I would, however, enjoy the use of small site to site transporters or synth units to cut down delay time but I fear that would be overkill. Using it to grabbed tagged samples and the like might be promising. I do adore technology but it does not mean I am reliant solely on it. Hrm. And now let's speak about the biobed because I certainly did not get a kick out of the technical aspects of cooking that up.
With the help of Engineering, I have designed a better biobed to make sure that each and every bed can be equipped for surgical intervention if needed, including a sterilising partition that can be activated to keep patient and caregivers sterile from outside contaminants.

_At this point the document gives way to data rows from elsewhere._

// SPDX-License-Identifier: MIT

//! Execution engine
//!
//! One [`Engine`] is shared by every invocation. Each call to
//! [`Engine::execute`] owns its own [`ExecutionState`] and only reads the
//! workflow, so concurrent invocations never interfere.

mod request;
mod resolve;
mod state;

pub use request::{route_matches, RequestContext, UploadedFile};
pub use resolve::{resolve_run, ResolvedRun};
pub use state::ExecutionState;

use crate::error::{BackendError, EngineError, ExpressionError};
use crate::executor::{Executor, ExecutorRegistry};
use crate::expression::{is_truthy, to_text, Evaluator, FunctionRegistry, Scope};
use crate::graph::resolve_order;
use crate::session::{SessionData, SessionStore};
use crate::workflow::{Resource, ResponseMeta, RunKind, Workflow};
use log::Level;
use serde::Serialize;
use serde_json::{Map, Value};
use std::sync::{Arc, Mutex};
use tokio_util::sync::CancellationToken;

/// Result of one invocation
#[derive(Debug, Clone, PartialEq, Serialize)]
#[serde(rename_all = "camelCase")]
pub struct ExecutionOutput {
    /// The target action id
    pub action_id: String,
    /// The target's output
    pub value: Value,
    /// `false` only when an `apiResponse` target says so
    pub success: bool,
    pub meta: ResponseMeta,
    /// Action ids in execution order
    pub executed: Vec<String>,
    pub skipped: Vec<String>,
    pub session_id: String,
}

enum Step {
    Ran,
    Skipped(&'static str),
}

#[derive(Clone)]
pub struct Engine {
    registry: ExecutorRegistry,
    evaluator: Evaluator,
    sessions: Option<Arc<dyn SessionStore>>,
    debug: bool,
}

impl Engine {
    pub fn new(registry: ExecutorRegistry) -> Self {
        Self {
            registry,
            evaluator: Evaluator::new(),
            sessions: None,
            debug: false,
        }
    }

    pub fn with_session_store(mut self, store: Arc<dyn SessionStore>) -> Self {
        self.sessions = Some(store);
        self
    }

    pub fn with_functions(mut self, functions: FunctionRegistry) -> Self {
        self.evaluator = Evaluator::with_functions(functions);
        self
    }

    /// Log evaluation and dispatch decisions at info level
    pub fn with_debug(mut self, debug: bool) -> Self {
        self.debug = debug;
        self
    }

    pub fn registry(&self) -> &ExecutorRegistry {
        &self.registry
    }

    pub fn registry_mut(&mut self) -> &mut ExecutorRegistry {
        &mut self.registry
    }

    pub fn evaluator(&self) -> &Evaluator {
        &self.evaluator
    }

    pub fn session_store(&self) -> Option<&Arc<dyn SessionStore>> {
        self.sessions.as_ref()
    }

    fn trace_level(&self) -> Level {
        if self.debug {
            Level::Info
        } else {
            Level::Debug
        }
    }

    /// Run the workflow's target. An empty session id on `request` is
    /// filled in before this returns, whatever the outcome.
    pub async fn execute(
        &self,
        workflow: &Workflow,
        request: Option<&mut RequestContext>,
    ) -> Result<ExecutionOutput, EngineError> {
        self.execute_with_cancel(workflow, request, CancellationToken::new())
            .await
    }

    /// Like [`Engine::execute`], abandoning in-flight work (and killing
    /// child processes) once `cancel` fires
    pub async fn execute_with_cancel(
        &self,
        workflow: &Workflow,
        request: Option<&mut RequestContext>,
        cancel: CancellationToken,
    ) -> Result<ExecutionOutput, EngineError> {
        let (session_id, request) = match request {
            Some(req) => {
                if req.ensure_session_id() {
                    log::debug!("Minted session {}", req.session_id);
                }
                (req.session_id.clone(), Some(&*req))
            }
            None => (uuid::Uuid::new_v4().to_string(), None),
        };

        let current = Mutex::new(None);
        let run = self.run(workflow, request, &session_id, &current);
        tokio::select! {
            biased;
            _ = cancel.cancelled() => {
                let action_id = current.lock().unwrap_or_else(|p| p.into_inner()).clone();
                log::warn!("Execution cancelled (resource {:?})", action_id);
                Err(EngineError::Cancelled { action_id })
            }
            result = run => result,
        }
    }

    async fn run(
        &self,
        workflow: &Workflow,
        request: Option<&RequestContext>,
        session_id: &str,
        current: &Mutex<Option<String>>,
    ) -> Result<ExecutionOutput, EngineError> {
        let target = workflow.target();
        let order = resolve_order(workflow)?;
        log::log!(
            self.trace_level(),
            "Execution order for '{}': {}",
            target,
            order.join(" -> ")
        );

        let session = self.load_session(session_id).await;
        let writes = Mutex::new(Map::new());
        let request_value = request.map(RequestContext::to_value);
        let mut state = ExecutionState::new();
        let mut target_response = None;

        for id in &order {
            let resource = workflow
                .resource(id)
                .ok_or_else(|| EngineError::schema(Some(id), "resource not found"))?;
            *current.lock().unwrap_or_else(|p| p.into_inner()) = Some(id.clone());

            let step = self
                .step(
                    workflow,
                    resource,
                    request,
                    request_value.as_ref(),
                    &session,
                    &writes,
                    &mut state,
                    &mut target_response,
                )
                .await?;
            if let Step::Skipped(reason) = step {
                log::log!(self.trace_level(), "Skipped '{}': {}", id, reason);
                state.mark_skipped(id);
            }
        }

        let value = state
            .output(target)
            .cloned()
            .ok_or_else(|| EngineError::TargetNotExecuted {
                action_id: target.to_string(),
            })?;

        let writes = writes.into_inner().unwrap_or_else(|p| p.into_inner());
        if !writes.is_empty() {
            self.save_session(session_id, writes).await;
        }

        let (success, meta) = target_response.unwrap_or((true, ResponseMeta::default()));
        log::info!(
            "Workflow '{}' completed: {} executed, {} skipped",
            workflow.metadata.name,
            state.executed().len(),
            state.skipped().len()
        );
        Ok(ExecutionOutput {
            action_id: target.to_string(),
            value,
            success,
            meta,
            executed: state.executed().to_vec(),
            skipped: state.skipped().to_vec(),
            session_id: session_id.to_string(),
        })
    }

    #[allow(clippy::too_many_arguments)]
    async fn step(
        &self,
        workflow: &Workflow,
        resource: &Resource,
        request: Option<&RequestContext>,
        request_value: Option<&Value>,
        session: &SessionData,
        writes: &Mutex<SessionData>,
        state: &mut ExecutionState,
        target_response: &mut Option<(bool, ResponseMeta)>,
    ) -> Result<Step, EngineError> {
        let id = resource.action_id();
        let run = &resource.run;
        let err = |e: ExpressionError| EngineError::from_expression(id, e);

        if !restrictions_allow(resource, request) {
            return Ok(Step::Skipped("request does not match restrictToHttpMethods/Routes"));
        }

        let kind = run.primary().map_err(|m| EngineError::schema(Some(id), m))?;
        let resolved = {
            let scope = Scope::new(state.outputs())
                .with_request(request_value)
                .with_session(session)
                .with_pending_writes(writes);

            for condition in &run.skip_condition {
                let value = self.evaluator.evaluate(condition, &scope).map_err(err)?;
                log::log!(self.trace_level(), "'{}' skipCondition {} => {}", id, condition, value);
                if is_truthy(&value) {
                    return Ok(Step::Skipped("skipCondition is true"));
                }
            }

            if let Some(check) = &run.preflight_check {
                for validation in &check.validations {
                    let value = self.evaluator.evaluate(validation, &scope).map_err(err)?;
                    if !is_truthy(&value) {
                        let (code, template) = match &check.error {
                            Some(e) => (e.code, e.message.as_str()),
                            None => (400, ""),
                        };
                        let message = if template.is_empty() {
                            format!("validation failed: {}", validation)
                        } else {
                            to_text(&self.evaluator.render(template, &scope).map_err(err)?)
                        };
                        return Err(EngineError::PreflightFailed {
                            action_id: id.to_string(),
                            code,
                            message,
                        });
                    }
                }
            }

            if !self.registry.has(kind.name()) {
                return Err(EngineError::ExecutorNotAvailable {
                    kind: kind.name().to_string(),
                    action_id: id.to_string(),
                });
            }
            resolve_run(kind, id, workflow, &self.evaluator, &scope)?
        };

        log::log!(self.trace_level(), "Dispatching '{}' to {}", id, kind.name());
        let output = match resolved {
            ResolvedRun::ApiResponse(api) => {
                if id == workflow.target() {
                    *target_response = Some((api.success, api.meta.unwrap_or_default()));
                }
                api.response
            }
            ResolvedRun::Http(c) => self.dispatch(kind, id, self.registry.http(), &c, state).await?,
            ResolvedRun::Sql(c) => self.dispatch(kind, id, self.registry.sql(), &c, state).await?,
            ResolvedRun::Python(c) => {
                self.dispatch(kind, id, self.registry.python(), &c, state).await?
            }
            ResolvedRun::Exec(c) => self.dispatch(kind, id, self.registry.exec(), &c, state).await?,
            ResolvedRun::Chat(c) => self.dispatch(kind, id, self.registry.chat(), &c, state).await?,
        };
        log::info!("Resource '{}' completed", id);
        state.record(id, output);

        if !run.expr.is_empty() {
            let scope = Scope::new(state.outputs())
                .with_request(request_value)
                .with_session(session)
                .with_writes(writes);
            for expr in &run.expr {
                let value = self.evaluator.evaluate(expr, &scope).map_err(err)?;
                log::log!(self.trace_level(), "'{}' expr {} => {}", id, expr, value);
            }
        }
        Ok(Step::Ran)
    }

    async fn dispatch<C>(
        &self,
        kind: RunKind<'_>,
        action_id: &str,
        backend: Option<&Arc<dyn Executor<C>>>,
        config: &C,
        state: &ExecutionState,
    ) -> Result<Value, EngineError>
    where
        C: Send + Sync + 'static,
    {
        let backend = backend.ok_or_else(|| EngineError::ExecutorNotAvailable {
            kind: kind.name().to_string(),
            action_id: action_id.to_string(),
        })?;
        backend
            .execute(config, state)
            .await
            .map_err(|source: BackendError| {
                log::error!("Resource '{}' failed: {}", action_id, source);
                EngineError::ExecutorExecution {
                    kind: kind.name().to_string(),
                    action_id: action_id.to_string(),
                    source,
                }
            })
    }

    async fn load_session(&self, session_id: &str) -> SessionData {
        let Some(store) = &self.sessions else {
            return SessionData::new();
        };
        match store.get(session_id).await {
            Ok(data) => data.unwrap_or_default(),
            Err(e) => {
                log::warn!("Failed to load session {}: {}", session_id, e);
                SessionData::new()
            }
        }
    }

    async fn save_session(&self, session_id: &str, writes: SessionData) {
        let Some(store) = &self.sessions else {
            log::debug!("No session store attached; dropping session writes");
            return;
        };
        if let Err(e) = store.merge(session_id, writes).await {
            log::error!("Failed to save session {}: {}", session_id, e);
        }
    }
}

/// Method and route guards. Restricted resources never run without a
/// request context.
fn restrictions_allow(resource: &Resource, request: Option<&RequestContext>) -> bool {
    let run = &resource.run;
    if run.restrict_to_http_methods.is_empty() && run.restrict_to_routes.is_empty() {
        return true;
    }
    let Some(request) = request else {
        return false;
    };
    let method_ok = run.restrict_to_http_methods.is_empty()
        || run
            .restrict_to_http_methods
            .iter()
            .any(|m| m.eq_ignore_ascii_case(&request.method));
    let route_ok = run.restrict_to_routes.is_empty()
        || run
            .restrict_to_routes
            .iter()
            .any(|r| route_matches(r, &request.path));
    method_ok && route_ok
}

Each bed is fully mobile with antigrav nodules for a lift and place procedure - with less oomph needed than the usual. They are a delicate touch and require less strength to move them which means no more frowning faces when I ask someone to be moved.
We now have dedicated two operating room suites. I'd have opted for another but we need the existing beds for less emergent patients. I am, I think, very much a prepare for the worst doctor. I have seen some of the worst out there and performed some of the most complicated surgery in battlefield settings so I have a decent grasp on what that looks like.
Updates will be done on several other suites and in the chapel, making sure we have as many texts on hand as people are interested in. I am still pursuing my own love of the universes' religions and have begun my study on Earth's people. I was directed to the use of a series of books and essays on the nature and 'face' of God by an early 21st-century philosopher scholar called Joseph Campbell who used it to explore the world of comparative world mythology as a whole. I am going to find it all so very fascinating, I have no doubt of that.
It is a concept close to my heart as I come from Vulcan but also from Trill.
People are a collective of beings, each one of us, those of us on missions like the one we shall shortly embark upon, we have always looked to the stars. We look for adventure, companionship, discovery, we look too, to run from those things we dislike, to forge our own destinies and break from the mould expectation has placed upon us as a people. We're explorers born, bred, or even accidental.
These logs are the beginning of our own myths and legends, our journey into the unknown.